▶ Exercise prompt: Search the data for "timer" and copy every matching line.

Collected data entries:
*** Begin section ***
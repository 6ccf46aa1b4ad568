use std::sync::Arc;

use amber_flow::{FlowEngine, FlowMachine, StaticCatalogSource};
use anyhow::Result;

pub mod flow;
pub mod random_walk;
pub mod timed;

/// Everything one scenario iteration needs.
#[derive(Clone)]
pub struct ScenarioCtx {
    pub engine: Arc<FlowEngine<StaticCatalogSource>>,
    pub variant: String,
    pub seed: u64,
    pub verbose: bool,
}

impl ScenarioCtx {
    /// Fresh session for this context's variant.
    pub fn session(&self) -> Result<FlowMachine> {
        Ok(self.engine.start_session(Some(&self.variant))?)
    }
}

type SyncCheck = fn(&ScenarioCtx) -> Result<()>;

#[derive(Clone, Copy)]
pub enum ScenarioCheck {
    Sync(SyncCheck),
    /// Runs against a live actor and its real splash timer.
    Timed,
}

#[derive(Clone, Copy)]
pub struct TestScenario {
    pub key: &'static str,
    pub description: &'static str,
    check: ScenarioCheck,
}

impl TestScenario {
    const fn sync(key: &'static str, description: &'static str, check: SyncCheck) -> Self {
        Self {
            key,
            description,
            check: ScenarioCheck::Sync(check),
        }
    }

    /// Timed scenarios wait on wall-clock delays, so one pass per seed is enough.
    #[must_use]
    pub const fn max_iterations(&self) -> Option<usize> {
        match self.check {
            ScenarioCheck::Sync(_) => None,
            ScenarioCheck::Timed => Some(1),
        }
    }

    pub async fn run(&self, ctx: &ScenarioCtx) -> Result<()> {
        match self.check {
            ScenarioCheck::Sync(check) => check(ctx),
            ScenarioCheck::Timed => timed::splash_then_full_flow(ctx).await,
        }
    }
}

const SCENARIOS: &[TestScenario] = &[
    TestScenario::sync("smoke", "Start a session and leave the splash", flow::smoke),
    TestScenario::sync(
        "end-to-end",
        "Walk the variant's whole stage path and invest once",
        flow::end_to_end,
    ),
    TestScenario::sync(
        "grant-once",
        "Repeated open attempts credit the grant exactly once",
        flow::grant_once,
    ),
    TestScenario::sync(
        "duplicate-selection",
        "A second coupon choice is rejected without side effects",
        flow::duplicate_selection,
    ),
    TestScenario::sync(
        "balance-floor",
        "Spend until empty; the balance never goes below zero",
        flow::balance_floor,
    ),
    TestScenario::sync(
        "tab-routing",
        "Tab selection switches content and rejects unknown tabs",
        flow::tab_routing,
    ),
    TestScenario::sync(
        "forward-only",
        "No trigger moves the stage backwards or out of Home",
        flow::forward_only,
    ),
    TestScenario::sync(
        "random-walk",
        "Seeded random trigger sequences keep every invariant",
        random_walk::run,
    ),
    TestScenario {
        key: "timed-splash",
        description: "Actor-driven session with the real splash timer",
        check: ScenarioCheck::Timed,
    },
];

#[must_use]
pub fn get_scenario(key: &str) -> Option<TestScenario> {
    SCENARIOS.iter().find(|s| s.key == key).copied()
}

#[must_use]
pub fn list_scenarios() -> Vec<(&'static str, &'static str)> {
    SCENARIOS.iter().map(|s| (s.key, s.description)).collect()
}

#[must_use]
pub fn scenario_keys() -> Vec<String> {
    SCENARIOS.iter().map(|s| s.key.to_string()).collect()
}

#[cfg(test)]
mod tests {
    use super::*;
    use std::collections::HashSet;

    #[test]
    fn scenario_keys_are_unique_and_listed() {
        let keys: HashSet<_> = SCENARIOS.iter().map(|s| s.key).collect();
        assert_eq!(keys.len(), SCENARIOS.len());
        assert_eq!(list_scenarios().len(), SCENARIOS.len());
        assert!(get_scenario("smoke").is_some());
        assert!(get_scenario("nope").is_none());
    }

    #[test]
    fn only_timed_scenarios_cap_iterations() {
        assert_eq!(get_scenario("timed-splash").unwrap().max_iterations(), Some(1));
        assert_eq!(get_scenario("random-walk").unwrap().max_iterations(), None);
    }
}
*** End section ***
*** Begin section ***
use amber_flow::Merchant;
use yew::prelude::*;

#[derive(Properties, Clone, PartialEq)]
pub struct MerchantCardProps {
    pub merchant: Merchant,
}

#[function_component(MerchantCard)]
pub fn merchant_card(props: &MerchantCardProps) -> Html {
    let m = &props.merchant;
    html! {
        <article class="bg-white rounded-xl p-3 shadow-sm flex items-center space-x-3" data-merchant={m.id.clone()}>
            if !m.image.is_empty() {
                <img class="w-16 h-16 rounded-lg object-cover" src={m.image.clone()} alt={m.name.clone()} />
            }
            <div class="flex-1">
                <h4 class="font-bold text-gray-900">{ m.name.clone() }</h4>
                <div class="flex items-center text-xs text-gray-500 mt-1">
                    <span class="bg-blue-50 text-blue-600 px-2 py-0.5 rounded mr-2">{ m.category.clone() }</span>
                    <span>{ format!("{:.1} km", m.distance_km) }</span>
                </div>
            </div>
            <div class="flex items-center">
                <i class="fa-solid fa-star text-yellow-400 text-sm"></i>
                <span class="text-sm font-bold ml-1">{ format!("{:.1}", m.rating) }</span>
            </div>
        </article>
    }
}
*** End section ***
▶ Problem solution:
    /// Runs against a live actor and its real splash timer.
        description: "Actor-driven session with the real splash timer",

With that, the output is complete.